The tranche values MotherDuck at $400 million post-money, and will be put toward expanding MotherDuck’s engineering and go-to-market teams, CEO Jordan Tigani tells me. Tigani expects MotherDuck’s headcount to grow from 32 staffers currently to 45 by the end of the year.

“Since we launched in mid-June, we’ve taken feedback from hundreds of users and quickly iterated to improve [performance],” Tigani said in an email interview.
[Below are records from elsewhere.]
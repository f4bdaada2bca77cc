use std::time::Duration;

use rand::Rng;

// -----------------------------------------------------------------------------
// ----- ReconnectPolicy -------------------------------------------------------

/// Capped exponential backoff with proportional jitter. The first retry waits
/// exactly `base` (plus jitter).
#[derive(Debug, Clone, Copy, PartialEq)]
pub struct ReconnectPolicy {
    pub base: Duration,
    pub max: Duration,
    /// Fraction of the computed delay added at random, `0.0..=1.0`.
    pub jitter: f64,
}

impl Default for ReconnectPolicy {
    fn default() -> Self {
        Self {
            base: Duration::from_millis(1000),
            max: Duration::from_secs(60),
            jitter: 0.2,
        }
    }
}

// -----------------------------------------------------------------------------
// ----- ReconnectPolicy: Public -----------------------------------------------

impl ReconnectPolicy {
    pub fn fixed(delay: Duration) -> Self {
        Self {
            base: delay,
            max: delay,
            jitter: 0.0,
        }
    }

    /// Delay before reconnect attempt number `attempt` (0-based).
    pub fn delay(&self, attempt: u32) -> Duration {
        let factor = 2u32.saturating_pow(attempt.min(16));
        let delay = self.base.saturating_mul(factor).min(self.max);

        let jitter = self.jitter.clamp(0.0, 1.0);
        if jitter == 0.0 {
            return delay;
        }
        delay + delay.mul_f64(jitter * rand::rng().random::<f64>())
    }
}

// -----------------------------------------------------------------------------
// ----- Tests -----------------------------------------------------------------


// -----------------------------------------------------------------------------
// -----------------------------------------------------------------------------
//! Protocol decisions for one shard, free of IO.
//!
//! The connection actor feeds in payloads, heartbeat ticks, handshake grants
//! and close notifications; the session answers with `Effect`s. Every failure
//! ends in `on_close`, which is the only place that decides whether and how
//! to reconnect.

use std::sync::Arc;
use std::time::Duration;

use secrecy::ExposeSecret;
use serde::{Deserialize, Serialize};
use tokio::time::Instant;
use tracing::{debug, warn};

use super::event::ShardEventKind;
use super::heartbeat::{Beat, HeartbeatTracker};
use super::settings::ShardSettings;
use super::state::{ShardStatus, Strategy};
use crate::analytics::GatewayStats;
use crate::errors::GatewayError;
use crate::protocol::close_code::{AUTHENTICATION_FAILED, DISALLOWED_INTENTS, INVALID_INTENTS};
use crate::protocol::payload::{self, GatewayPayload, Hello, ReadyData};
use crate::protocol::{CloseAction, Opcode, classify_close, gateway_url};

// -----------------------------------------------------------------------------
// ----- Effect ----------------------------------------------------------------

#[derive(Debug)]
pub(crate) enum Effect {
    /// Write a text frame.
    Send(String),

    /// (Re)arm the heartbeat timer.
    StartHeartbeat { first: Duration, interval: Duration },

    /// Report upward.
    Emit(ShardEventKind),

    /// Drop the transport and run the close path with no close code.
    Terminate,

    /// Arm the reconnect timer unless one is already pending.
    ScheduleReconnect,

    /// Resolve a pending `connect()` call.
    Settle(Result<(), GatewayError>),
}

// -----------------------------------------------------------------------------
// ----- ShardSnapshot ---------------------------------------------------------

#[derive(Debug, Clone, PartialEq, Eq, Serialize, Deserialize)]
#[serde(rename_all = "camelCase")]
pub struct ShardSnapshot {
    pub shard_id: u32,
    pub status: ShardStatus,
    pub strategy: Option<Strategy>,
    pub session_id: Option<String>,
    pub sequence: Option<u64>,
    pub latency_ms: Option<u64>,
    pub missed_acks: u8,
}

// -----------------------------------------------------------------------------
// ----- ShardSession ----------------------------------------------------------

#[derive(Debug)]
pub struct ShardSession {
    shard_id: u32,
    total_shards: u32,
    settings: Arc<ShardSettings>,
    stats: Arc<GatewayStats>,

    status: ShardStatus,
    strategy: Option<Strategy>,
    session_id: Option<String>,
    sequence: Option<u64>,
    resume_url: Option<String>,
    awaiting_handshake: bool,
    heartbeat: HeartbeatTracker,
}

// -----------------------------------------------------------------------------
// ----- ShardSession: Static --------------------------------------------------

impl ShardSession {
    pub fn new(
        shard_id: u32,
        total_shards: u32,
        settings: Arc<ShardSettings>,
        stats: Arc<GatewayStats>,
    ) -> Self {
        Self {
            shard_id,
            total_shards,
            settings,
            stats,
            status: ShardStatus::Idle,
            strategy: None,
            session_id: None,
            sequence: None,
            resume_url: None,
            awaiting_handshake: false,
            heartbeat: HeartbeatTracker::default(),
        }
    }
}

// -----------------------------------------------------------------------------
// ----- ShardSession: Public --------------------------------------------------

impl ShardSession {
    pub fn status(&self) -> ShardStatus {
        self.status
    }

    pub fn strategy(&self) -> Option<Strategy> {
        self.strategy
    }

    pub fn resumable(&self) -> bool {
        self.strategy == Some(Strategy::Resume)
            && self.session_id.is_some()
            && self.sequence.is_some()
    }

    /// Move into `Connecting`/`Resuming` and return the URL to open.
    pub fn begin_connect(&mut self) -> Result<String, GatewayError> {
        if !self.status.can_connect() {
            return Err(GatewayError::AlreadyConnecting {
                shard_id: self.shard_id,
            });
        }

        if self.strategy == Some(Strategy::Shutdown) {
            self.strategy = None;
        }

        let resuming = self.resumable();
        self.status = if resuming {
            ShardStatus::Resuming
        } else {
            ShardStatus::Connecting
        };
        self.stats.inc_connect();

        let base = match (&self.resume_url, resuming) {
            (Some(url), true) => url.as_str(),
            _ => self.settings.gateway_url.as_str(),
        };
        Ok(gateway_url(base, self.settings.compression))
    }

    pub(crate) fn on_payload(&mut self, payload: GatewayPayload, now: Instant) -> Vec<Effect> {
        let Some(op) = payload.opcode() else {
            debug!("shard {}: ignoring unknown opcode {}", self.shard_id, payload.op);
            return Vec::new();
        };

        match op {
            Opcode::Hello => self.on_hello(payload),
            Opcode::Dispatch => self.on_dispatch(payload),
            Opcode::Heartbeat => {
                self.heartbeat.on_forced_send(now);
                self.send_heartbeat()
            }
            Opcode::HeartbeatAck => {
                self.heartbeat.on_ack(now);
                Vec::new()
            }
            Opcode::InvalidSession => self.on_invalid_session(payload.d.as_bool().unwrap_or(false)),
            Opcode::Reconnect => {
                debug!("shard {}: gateway requested reconnect", self.shard_id);
                self.strategy = Some(Strategy::Resume);
                vec![Effect::Terminate]
            }
            _ => {
                debug!("shard {}: ignoring send-only opcode {:?}", self.shard_id, op);
                Vec::new()
            }
        }
    }

    pub(crate) fn on_heartbeat_tick(&mut self, now: Instant) -> Vec<Effect> {
        match self.heartbeat.on_tick(now) {
            Beat::Send => self.send_heartbeat(),
            Beat::Zombied => {
                warn!(
                    "shard {}: {} heartbeats went unacknowledged, dropping connection",
                    self.shard_id,
                    self.heartbeat.misses()
                );
                self.stats.inc_zombie();
                vec![
                    Effect::Emit(ShardEventKind::Error {
                        message: "heartbeat acknowledgements missed".into(),
                    }),
                    Effect::Terminate,
                ]
            }
        }
    }

    /// Handshake grant from the fleet queue.
    pub(crate) fn identify(&mut self) -> Vec<Effect> {
        if !self.awaiting_handshake || self.status != ShardStatus::Connecting {
            debug!("shard {}: dropping stale handshake grant", self.shard_id);
            return Vec::new();
        }
        self.awaiting_handshake = false;
        self.strategy = None;

        let identify = payload::identify(
            self.settings.token.expose_secret(),
            self.settings.intents,
            &self.settings.properties,
            self.shard_id,
            self.total_shards,
        );
        self.stats.inc_identify();
        self.encoded(identify)
    }

    /// Operator-forced reconnect that keeps the session.
    pub(crate) fn request_reconnect(&mut self) -> Vec<Effect> {
        match self.status {
            ShardStatus::Connecting | ShardStatus::Resuming | ShardStatus::Ready => {
                if self.strategy != Some(Strategy::Reidentify) {
                    self.strategy = Some(Strategy::Resume);
                }
                vec![Effect::Terminate]
            }
            _ => Vec::new(),
        }
    }

    /// Operator-driven close. The actor closes the transport and then calls
    /// `on_close` with the same code.
    pub fn shutdown(&mut self, has_transport: bool) {
        self.strategy = Some(Strategy::Shutdown);
        self.awaiting_handshake = false;
        self.status = if has_transport {
            ShardStatus::Disconnecting
        } else {
            ShardStatus::Disconnected
        };
    }

    /// The single close path. `code` is `None` for terminated transports.
    pub(crate) fn on_close(&mut self, code: Option<u16>) -> Vec<Effect> {
        self.heartbeat.stop();
        self.awaiting_handshake = false;
        self.status = ShardStatus::Disconnected;

        if classify_close(code) == CloseAction::Fatal {
            let code = code.unwrap_or_default();
            let err = self.fatal_error(code);
            self.strategy = Some(Strategy::Shutdown);
            warn!("shard {}: {err}", self.shard_id);
            return vec![
                Effect::Emit(ShardEventKind::Fatal {
                    code,
                    message: err.to_string(),
                }),
                Effect::Settle(Err(err)),
            ];
        }

        if self.strategy == Some(Strategy::Shutdown) {
            return vec![
                Effect::Emit(ShardEventKind::Disconnected { code }),
                Effect::Settle(Err(GatewayError::ConnectionClosed {
                    shard_id: self.shard_id,
                })),
            ];
        }

        match classify_close(code) {
            CloseAction::Reidentify => {
                self.clear_session();
                self.strategy = Some(Strategy::Reidentify);
            }
            _ => {
                if self.strategy.is_none() {
                    self.strategy = Some(Strategy::Resume);
                }
            }
        }

        debug!(
            "shard {}: closed with {:?}, next strategy {:?}",
            self.shard_id, code, self.strategy
        );
        vec![
            Effect::Emit(ShardEventKind::Disconnected { code }),
            Effect::ScheduleReconnect,
        ]
    }

    pub fn snapshot(&self) -> ShardSnapshot {
        ShardSnapshot {
            shard_id: self.shard_id,
            status: self.status,
            strategy: self.strategy,
            session_id: self.session_id.clone(),
            sequence: self.sequence,
            latency_ms: self.heartbeat.latency().map(|d| d.as_millis() as u64),
            missed_acks: self.heartbeat.misses(),
        }
    }
}

// -----------------------------------------------------------------------------
// ----- ShardSession: Private -------------------------------------------------

impl ShardSession {
    fn on_hello(&mut self, payload: GatewayPayload) -> Vec<Effect> {
        let hello: Hello = match serde_json::from_value(payload.d) {
            Ok(hello) => hello,
            Err(err) => return self.protocol_error(format!("malformed hello: {err}")),
        };

        if hello.heartbeat_interval == 0 {
            return self.protocol_error("hello without a heartbeat interval".to_string());
        }

        let interval = Duration::from_millis(hello.heartbeat_interval);
        let first = self.heartbeat.start(interval);
        let mut effects = vec![Effect::StartHeartbeat { first, interval }];

        if self.resumable() {
            // resumable() guarantees both are set
            let (Some(session_id), Some(seq)) = (self.session_id.as_deref(), self.sequence) else {
                return effects;
            };
            self.status = ShardStatus::Resuming;
            self.stats.inc_resume();
            let resume = payload::resume(self.settings.token.expose_secret(), session_id, seq);
            effects.extend(self.encoded(resume));
        } else {
            self.status = ShardStatus::Connecting;
            self.awaiting_handshake = true;
            effects.push(Effect::Emit(ShardEventKind::NeedHandshake));
        }

        effects
    }

    fn on_dispatch(&mut self, payload: GatewayPayload) -> Vec<Effect> {
        if let Some(seq) = payload.s {
            self.sequence = Some(self.sequence.map_or(seq, |current| current.max(seq)));
        }
        self.stats.inc_dispatch();

        let event = payload.t.unwrap_or_default();
        let mut effects = Vec::new();

        match event.as_str() {
            "READY" => {
                let ready: ReadyData = match serde_json::from_value(payload.d.clone()) {
                    Ok(ready) => ready,
                    Err(err) => return self.protocol_error(format!("malformed READY: {err}")),
                };
                self.session_id = Some(ready.session_id.clone());
                self.resume_url = ready.resume_gateway_url;
                self.strategy = None;
                self.status = ShardStatus::Ready;

                effects.push(Effect::Emit(ShardEventKind::Ready {
                    session_id: ready.session_id,
                }));
                effects.push(Effect::Settle(Ok(())));
            }
            "RESUMED" => {
                self.strategy = None;
                self.status = ShardStatus::Ready;

                effects.push(Effect::Emit(ShardEventKind::Resumed));
                effects.push(Effect::Settle(Ok(())));
            }
            _ => {}
        }

        effects.push(Effect::Emit(ShardEventKind::Dispatch {
            event,
            sequence: payload.s.unwrap_or_default(),
            data: payload.d,
        }));
        effects
    }

    fn on_invalid_session(&mut self, resumable: bool) -> Vec<Effect> {
        self.stats.inc_invalid_session();
        if resumable {
            self.strategy = Some(Strategy::Resume);
        } else {
            self.clear_session();
            self.strategy = Some(Strategy::Reidentify);
        }
        debug!(
            "shard {}: invalid session (resumable={resumable})",
            self.shard_id
        );
        vec![Effect::Terminate]
    }

    fn send_heartbeat(&mut self) -> Vec<Effect> {
        self.stats.inc_heartbeat();
        self.encoded(payload::heartbeat(self.sequence))
    }

    fn encoded(&self, frame: Result<String, serde_json::Error>) -> Vec<Effect> {
        match frame {
            Ok(text) => vec![Effect::Send(text)],
            Err(err) => {
                warn!("shard {}: failed to encode payload: {err}", self.shard_id);
                Vec::new()
            }
        }
    }

    fn protocol_error(&self, message: String) -> Vec<Effect> {
        warn!("shard {}: {message}", self.shard_id);
        vec![
            Effect::Emit(ShardEventKind::Error { message }),
            Effect::Terminate,
        ]
    }

    fn clear_session(&mut self) {
        self.session_id = None;
        self.sequence = None;
        self.resume_url = None;
    }

    fn fatal_error(&self, code: u16) -> GatewayError {
        let shard_id = self.shard_id;
        match code {
            AUTHENTICATION_FAILED => GatewayError::AuthenticationFailed { shard_id },
            INVALID_INTENTS => GatewayError::InvalidIntents { shard_id },
            DISALLOWED_INTENTS => GatewayError::DisallowedIntents { shard_id },
            _ => GatewayError::ConnectionClosed { shard_id },
        }
    }
}

// -----------------------------------------------------------------------------
// ----- Tests -----------------------------------------------------------------


// -----------------------------------------------------------------------------
// -----------------------------------------------------------------------------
Tigani, the former engineering director at database startup SingleStore and a founding engineer at BigQuery, Google’s fully managed big data analytics service, was inspired to found MotherDuck after observing that the majority of companies’ database workloads were on the smaller side — between 1GB and 10GB. While database vendors were building for massive datasets, recent advances in hardware were making working with those datasets more efficient.

“Distributed database technologies became very popular starting in the early 2000s, as the hardware at the time wasn’t capable of doing transformations and queries on normal size data without distributing the execution,” Tigani said. “Hardware has advanced a lot over the last roughly 17 years, yet we still view distributed compute as the solution for all these scaling challenges.”

So Tigani reached out to Hannes Mühleisen, a co-creator of DuckDB, to see if the DuckDB team had any plans to productize the platform. (Tigani had been a longtime follower of DuckDB, which he believed to be among the more performant open source database projects.) As it turns out, they didn’t — but they were willing to work with Tigani to bring DuckDB to the cloud.

“With that, the idea for MotherDuck was born,” Tigani said. “MotherDuck would bring together the elegance and speed of DuckDB together with collaboration and scalability of the cloud. And the DuckDB creators would be able to continue to focus their efforts on the independent innovation of the core platform.”

The adoption of open source databases continues to grow. According to a recent survey from Percona, nearly 90% of IT organizations already use two open source databases or more. Meanwhile, the number of database software options has exploded (see: PostgreSQL, MongoDB and MySQL), and a plethora of companies — including DuckDB, it would appear — have successfully built businesses around managing popular open source database solutions for their customers.

MotherDuck provides a cloud analytics service based on DuckDB. It can be used to build software-as-a-service apps with analytics capabilities, as a data warehouse (i.e. a system for reporting and data analysis) or as a query engine for a data lake (i.e. a centralized repository for storing data).

MotherDuck
Image Credits: MotherDuck

“DuckDB takes a simplified scale-up approach to scaling, allowing us and the DuckDB team to focus on improving usability,” Tigani said. “We see MotherDuck increasingly used in place of Python or other local analytics tools for teams’ power and simplicity.”

That may be so. But there are many, many startups doing what MotherDuck’s done — taking a popular open source database engine and putting it on the cloud, charging a subscription for value-added services and abstracting away maintenance.

So why would a company choose MotherDuck versus the others out there? Chiefly performance, cost and flexibility, Tigani asserts. DuckDB can run and query data from nearly anywhere, including a web browser, and generally executes analytical queries faster than alternatives like PostgreSQL. That leads to decreased compute spend for a fair number of organizations, Tigani says.

“Using transactional databases, such as Postgres, for analytics means suffering reduced performance at higher costs versus using analytical databases,” he said. “Simpler is often better — for the 95% of us who do not have petabyte-scale data, a scale-up approach to analytics based on an engine like DuckDB can be faster, cheaper and more user-friendly than distributed architectures.”

MotherDuck — which claims to have nearly 2,000 users, including companies like ATM.com — removed the waitlist for its platform this morning. On the near-term product roadmap is an improved programming notebook experience with auto-complete, faster data import and improved database sharing, as well as bringing the upcoming release of DuckDB, DuckDB 0.9.0, to the MotherDuck platform.